Proxy not forwarding after SAML Response about saml-auth-proxy HOT 19 CLOSED

Hi,

Here is the saml-auth-proxy command line that he is using to test:

./saml-auth-proxy_1.9.0_linux_x86_64  \
        -base-url https://${BASE_FQDN}:8080  \
        -backend-url https://pxy.west.int.XXXX.com:8443/f5_test.html \
        -bind ${BASE_FQDN}:8080  \
        -name-id-format persistent \
        -sp-cert-path /home/users/dm01/samlTest/il_cert.pem \
        -sp-key-path /home/users/dm01/samlTest/il_key.pem \
        -idp-ca-path /home/users/dm01/samlTest/il_cert.pem \
        -idp-metadata-url=file:///home/users/dm01/samlTest/access.YYYYY.int.XXXX.com.xml \
        -authorize-attribute uid \
        -attribute-header-mappings UserID=x-webauth-user

This line:

       -backend-url https://pxy.west.int.XXXX.com:8443/f5_test.html 

Has the URL that they want to go to after the authentication is done.

Thanks,
Jim

from saml-auth-proxy.

I did some testing, and what they meant by "not forwarding" what that the browser was being sent to:

-base-url https://${BASE_FQDN}:8080 \

which was causing the browser to do a request to:

https://${BASE_FQDN}:8080/saml/acs

BUT that 8080 port is NON-SSL.

So by "not forwarding" they meant they were getting an SSL error from the browser :(...

We have fixed that and are having another problem now (some problem with the cert in the IdP side, I think). I'm waiting to hear back.

Jim

from saml-auth-proxy.

Still waiting, but did some more testing... here is what is happening:

• The browser is being sent to http://BASEHHOST:8080/saml/acs and then is getting 302/redirect to "//BASEHOST:8080/"

That is LITERALLY what I am seeing in the saml-tracer... the "http:" part of the URL is MISSING?
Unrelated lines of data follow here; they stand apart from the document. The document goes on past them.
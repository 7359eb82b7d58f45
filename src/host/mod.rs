//! Contract between the benchmark and the plugin host.
//!
//! Loading plugin metadata and instantiating the native plugin happen outside
//! this crate. A host binds one plugin instance and exposes it through
//! [`PluginHost`]: its control inputs as [`ControlAxis`] values, a way to set
//! them, and a `run` call that processes one frame.
//!
//! A host built through [`Bench::try_new`](crate::Bench::try_new) receives the
//! session's [`UridMap`](urid::UridMap) and owns it for the plugin's lifetime.
//!
//! Hosts whose plugin asks for non-realtime work own a
//! [`Worker`](crate::worker::Worker): requests are scheduled from inside `run`,
//! and `run` drains responses with
//! [`Worker::emit_responses`](crate::worker::Worker::emit_responses) after
//! processing, once per cycle.

pub mod signal;
pub mod urid;

#[cfg(feature = "serde")]
use serde::{Deserialize, Serialize};

/// A labelled value a control port advertises.
#[cfg_attr(feature = "serde", derive(Serialize, Deserialize))]
#[derive(Debug, Clone, PartialEq)]
pub struct ScalePoint {
    pub label: String,
    pub value: f32,
}

impl ScalePoint {
    pub fn new(label: impl Into<String>, value: f32) -> Self {
        Self {
            label: label.into(),
            value,
        }
    }
}

/// Raw port property flags as a plugin description declares them.
///
/// Several flags can be set at once; [`AxisKind::classify`] decides which one
/// governs the axis.
#[cfg_attr(feature = "serde", derive(Serialize, Deserialize))]
#[derive(Debug, Clone, Copy, Default, PartialEq, Eq)]
pub struct PortProperties {
    pub integer: bool,
    pub logarithmic: bool,
    pub enumeration: bool,
    pub scale_point: bool,
    pub toggled: bool,
    pub trigger: bool,
}

/// How a control axis is sampled.
#[cfg_attr(feature = "serde", derive(Serialize, Deserialize))]
#[derive(Debug, Clone, PartialEq)]
pub enum AxisKind {
    /// Any value in `min..=max`.
    Continuous,
    /// Whole numbers in `min..=max`.
    Integer,
    /// Declared logarithmic. No logarithmic mapping is defined yet.
    Logarithmic { integer: bool },
    /// Only the listed values are meaningful.
    Enumerated { scale_points: Vec<ScalePoint> },
    /// On/off switch. No value mapping is defined yet.
    Toggle { integer: bool },
    /// Momentary trigger. No value mapping is defined yet.
    Trigger { integer: bool },
}

impl AxisKind {
    /// Pick the governing kind from raw port flags.
    ///
    /// Priority: enumeration/scale points, then toggle/trigger, then
    /// logarithmic, then integer, then continuous. Enumeration flags without
    /// any usable scale point fall through to the next rule.
    pub fn classify(props: PortProperties, scale_points: Vec<ScalePoint>) -> Self {
        if (props.enumeration || props.scale_point) && !scale_points.is_empty() {
            AxisKind::Enumerated { scale_points }
        } else if props.toggled {
            AxisKind::Toggle {
                integer: props.integer,
            }
        } else if props.trigger {
            AxisKind::Trigger {
                integer: props.integer,
            }
        } else if props.logarithmic {
            AxisKind::Logarithmic {
                integer: props.integer,
            }
        } else if props.integer {
            AxisKind::Integer
        } else {
            AxisKind::Continuous
        }
    }
}

/// One control input of the bound plugin.
///
/// Populated once when the host binds the plugin. The current value lives in
/// the host and is overwritten before every measurement.
#[cfg_attr(feature = "serde", derive(Serialize, Deserialize))]
#[derive(Debug, Clone, PartialEq)]
pub struct ControlAxis {
    pub symbol: String,
    pub name: String,
    pub min: f32,
    pub max: f32,
    pub default: f32,
    pub kind: AxisKind,
}

impl ControlAxis {
    pub fn new(symbol: impl Into<String>, min: f32, max: f32, default: f32) -> Self {
        let symbol = symbol.into();
        Self {
            name: symbol.clone(),
            symbol,
            min,
            max,
            default,
            kind: AxisKind::Continuous,
        }
    }

    pub fn with_name(mut self, name: impl Into<String>) -> Self {
        self.name = name.into();
        self
    }

    pub fn with_kind(mut self, kind: AxisKind) -> Self {
        self.kind = kind;
        self
    }

    /// Build an axis from raw port flags and scale points.
    pub fn from_port(
        symbol: impl Into<String>,
        min: f32,
        max: f32,
        default: f32,
        props: PortProperties,
        scale_points: Vec<ScalePoint>,
    ) -> Self {
        Self::new(symbol, min, max, default).with_kind(AxisKind::classify(props, scale_points))
    }
}

/// Baseline control assignments.
#[cfg_attr(feature = "serde", derive(Serialize, Deserialize))]
#[derive(Debug, Clone, Copy, PartialEq, Eq)]
pub enum Preset {
    Minimum,
    Maximum,
    Default,
}

impl Preset {
    pub fn value_for(self, axis: &ControlAxis) -> f32 {
        match self {
            Preset::Minimum => axis.min,
            Preset::Maximum => axis.max,
            Preset::Default => axis.default,
        }
    }

    pub fn label(self) -> &'static str {
        match self {
            Preset::Minimum => "minimum",
            Preset::Maximum => "maximum",
            Preset::Default => "default",
        }
    }
}

/// A bound plugin instance the benchmark can drive.
pub trait PluginHost {
    /// Identifier of the bound plugin, used in reports.
    fn uri(&self) -> &str;

    /// Control inputs in port order.
    fn control_axes(&self) -> &[ControlAxis];

    /// Set the current value of control input `index`.
    fn set_axis_value(&mut self, index: usize, value: f32);

    /// Copy one frame of samples into every audio input.
    fn connect_input(&mut self, samples: &[f32]);

    /// Process one frame of `frame_size` samples.
    ///
    /// This is the processing-thread cycle: any work the plugin schedules is
    /// queued here, and pending work responses are drained here.
    fn run(&mut self, frame_size: usize);

    /// Set every control input to the preset's value.
    fn set_preset(&mut self, preset: Preset) {
        let values: Vec<f32> = self
            .control_axes()
            .iter()
            .map(|axis| preset.value_for(axis))
            .collect();

        for (index, value) in values.into_iter().enumerate() {
            self.set_axis_value(index, value);
        }
    }
}

impl<H: PluginHost + ?Sized> PluginHost for Box<H> {
    fn uri(&self) -> &str {
        (**self).uri()
    }

    fn control_axes(&self) -> &[ControlAxis] {
        (**self).control_axes()
    }

    fn set_axis_value(&mut self, index: usize, value: f32) {
        (**self).set_axis_value(index, value)
    }

    fn connect_input(&mut self, samples: &[f32]) {
        (**self).connect_input(samples)
    }

    fn run(&mut self, frame_size: usize) {
        (**self).run(frame_size)
    }

    fn set_preset(&mut self, preset: Preset) {
        (**self).set_preset(preset)
    }
}
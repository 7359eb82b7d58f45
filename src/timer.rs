use std::time::Instant;

/// Wall-clock interval measurement over a monotonic clock.
///
/// Copyable and allocation-free, so it can sit in the middle of a timed loop.
#[derive(Debug, Clone, Copy)]
pub struct Timer {
    start: Instant,
}

impl Timer {
    /// Capture the current instant.
    #[inline]
    pub fn start() -> Self {
        Self {
            start: Instant::now(),
        }
    }

    /// Seconds elapsed since [`Timer::start`].
    #[inline]
    pub fn elapsed(&self) -> f64 {
        self.start.elapsed().as_secs_f64()
    }
}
I will do some checking, but any idea what might cause that?

Jim

from saml-auth-proxy.

I've checked the command line and it looks ok to me, so I don't know where that weird "//BASEHOST:8080" URL is coming from?

we have the -bind parameter as I posted above:

-bind ${BASE_FQDN}:8080 \

so I don't understnad why it is redirecting to a URL that is missing the "http:" part of the URL?

BUT then in saml-tracer I see the next request as a GET to "http://BASEHOST:8080", which then causes a 502/bad gateway response, AND the browser shows the following message:

Get "https://https://pxy.west.int.XXXX.com:8443/": x509: certificate signed by unknown authority

And that ends it.

Any ideas why that request would cause the 502 error?

Jim

from saml-auth-proxy.

Looks like the use of base-url and backend-url is flipped. Browsers will only know about base-url. The backend-url refers to the internal network.

from saml-auth-proxy.

Hi,

I don't understand what you said. Can you clarify?

Thanks,
Jim

from saml-auth-proxy.

Here's a diagram I'll include in the docs at some point:

So

• -backend-url has nothing to do with ${BASE_FQDN}
• -bind has nothing to do with ${BASE_FQDN}
• -base-url should be the one that is like https://pxy.west.int.XXXX.com:8443

from saml-auth-proxy.

Hi,

So:
re. -bind:
- if 0.0.0.0 that mean proxy listens on all IPs that the machine that the saml auth proxy is running on, correct?
- could also be [IP ADDRESS OF MACHINE SAML AUTH PROXY IS ON], correct?
- examples: 0.0.0.0:8080 or 1.2.3.4:8080 ??

re. - backend-url
- I don't understand what "private URL" means?
- From your example, you had " --backend-url http://localhost:3000 " - so when you said "private URL" did you mean that the backend target has to be on the same physical machine (i.e., on "localhost") as the saml-auth-proxy is on?

re. -base-url
- You said "Should be browser-accessible address that DNS resolves to the host running saml-auth-proxy", but you also said "should be the one that is like https://pxy.west.int.XXXX.com:8443", but in our case, the saml-auth-proxy is physically on one machine, and the target/backend is on a completely different machine. This kind of goes back to what I mentioned above for backend-url, i.e., it seems that your assumption is that both the saml-auth-proxy and the proxied service are on the same physical machine?

Jim

from saml-auth-proxy.

Hi,

So:

-bind:

- if 0.0.0.0 that mean proxy listens on all IPs that the machine that the saml auth proxy is running on, correct?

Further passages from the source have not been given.